FEINSTEIN: Will you maintain the Department of Justice's task force on violence against health care providers and give it the resources it needs to continue?

ASHCROFT: There have been, I think, three different task forces in this respect. I will maintain such task forces and provide them with the kind of resources that they need in order to make sure that we don't impair the constitutional right of women to access reproductive health services.

MESERVE: Senator John Ashcroft, saying he knows the difference between enacting the law and enforcing it. Being quizzed today about the interface of his religious beliefs and the laws of the land.

Bob Franken is up on Capitol Hill.

Bob, abortion, one of the real flashpoint issues for John Ashcroft, isn't it?

BOB FRANKEN, CNN CORRESPONDENT: It is and, as a matter of fact, we just heard an interesting answer. There has been quite a bit of criticism that he might not be expected to enforce the protection of abortion clinics, of reproductive clinics, whatever want to call them. He just said, and will of course be held to if he is confirmed, that he would provide the necessary resources to aggressively enforce those laws.

It was brought out earlier by Arlen Specter that the word "aggressively" is very important because the emphasis that an attorney general puts on the enforcement of which laws can determine whether in fact those laws are enforced to the satisfaction of those who believe in them.

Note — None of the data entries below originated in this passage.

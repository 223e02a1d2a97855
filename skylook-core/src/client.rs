//! Location-string level weather lookups.

use std::sync::Arc;

use crate::{
    WeatherError,
    model::{Coordinates, ForecastReport, WeatherSnapshot},
    provider::WeatherProvider,
};

pub const DEFAULT_FORECAST_DAYS: usize = 5;

/// Resolves free-text locations and fetches weather for them.
///
/// Every call is a fresh round trip; nothing is cached.
#[derive(Debug, Clone)]
pub struct WeatherClient {
    provider: Arc<dyn WeatherProvider>,
}

impl WeatherClient {
    pub fn new(provider: Arc<dyn WeatherProvider>) -> Self {
        Self { provider }
    }

    pub fn provider(&self) -> Arc<dyn WeatherProvider> {
        Arc::clone(&self.provider)
    }

    /// Turn a location query into coordinates.
    ///
    /// `"lat,lon"` queries are used directly; anything else is geocoded and
    /// the single best match is taken.
    pub async fn resolve(&self, query: &str) -> Result<Coordinates, WeatherError> {
        if let Some(at) = Coordinates::parse(query) {
            tracing::debug!(%at, "query is already a coordinate pair");
            return Ok(at);
        }

        let best = self
            .provider
            .geocode(query, 1)
            .await?
            .into_iter()
            .next()
            .ok_or(WeatherError::LocationNotFound)?;

        tracing::debug!(query, name = %best.name, lat = best.lat, lon = best.lon, "geocoded");
        Ok(best.coordinates())
    }

    pub async fn fetch_current(&self, query: &str) -> Result<WeatherSnapshot, WeatherError> {
        let at = self.resolve(query).await?;
        self.provider.current_at(at).await
    }

    pub async fn fetch_forecast(
        &self,
        query: &str,
        days: usize,
    ) -> Result<ForecastReport, WeatherError> {
        let at = self.resolve(query).await?;
        self.provider.forecast_at(at, days).await
    }
}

Ashcroft is repeatedly using the word "aggressively." Now, of course, his critics will say that it's easy to use those words, and aggressive is one of those terms that can be in the eyes of the beholder, but he is making that point.

Now Dianne Feinstein, the liberal senator, or the Democratic senator from California, prefaced her questions by bringing up his opposition to Bill Lann Lee, who was the person who has had to struggle throughout the Clinton administration to be the attorney general in charge of civil rights.

And what he said during those confirmation hearings, Ashcroft, is a matter of criticism that Feinstein leveled at him, saying that he had, at the time, said that Lee had such views, of such intensity, that he did not have balance. And she said, I could say the same thing about you. He repeatedly says, as you pointed out, that as attorney general, he would enforce the laws. He knows the difference between the legislator or in enacting the law, or somebody who is enforcing the law -- Jeanne.

MESERVE: Bob, there has been some pointed questioning, but has any of this been fatal for John Ashcroft?

FRANKEN: Doesn't look like it. He is, obviously, very, very, well prepared. The only hope that the opponents have is that somehow they cause such an uproar with their questioning that there is pressure to change what seems to be the momentum to ultimately have his confirmation.

One of their problems is that they were so public with their criticism that they have not really came up with anything new, and they allowed him to be prepared for the questioning.

Now, tomorrow is the key day. That is the day when Ronnie White is going to testify, the African-American, Missouri state supreme court judge, who was denied confirmation by the Senate to be a federal judge, mainly because of the opposition of John Ashcroft, which has been bitterly criticized by civil rights groups.

MESERVE: But, Ashcroft, Bob, has been quite conciliatory in his approach to the questioning, and almost every time that a question is asked. he says: Thank you for that, even if it is intended to underline something that the questioner may view as negative in his record.

FRANKEN: What he needs to do here, in the view of his handlers, is to do everything he can to avoid looking like somebody who is extreme, somebody who is a fire breathing. And the more gently he can deliver his positions, of course, the less he looks like somebody who outrage particular people who have a belief in a particular point of view.

It's gotten quite sophisticated when you prepare somebody for an appearance before a committee. And the Bush transition team has spent an awful lot of time making sure that John Ashcroft is able to express his views and express his belief in the exception of those views, and not look like somebody who gets ruffled and extreme.

MESERVE: Bob Franken, thanks. And we will talk again.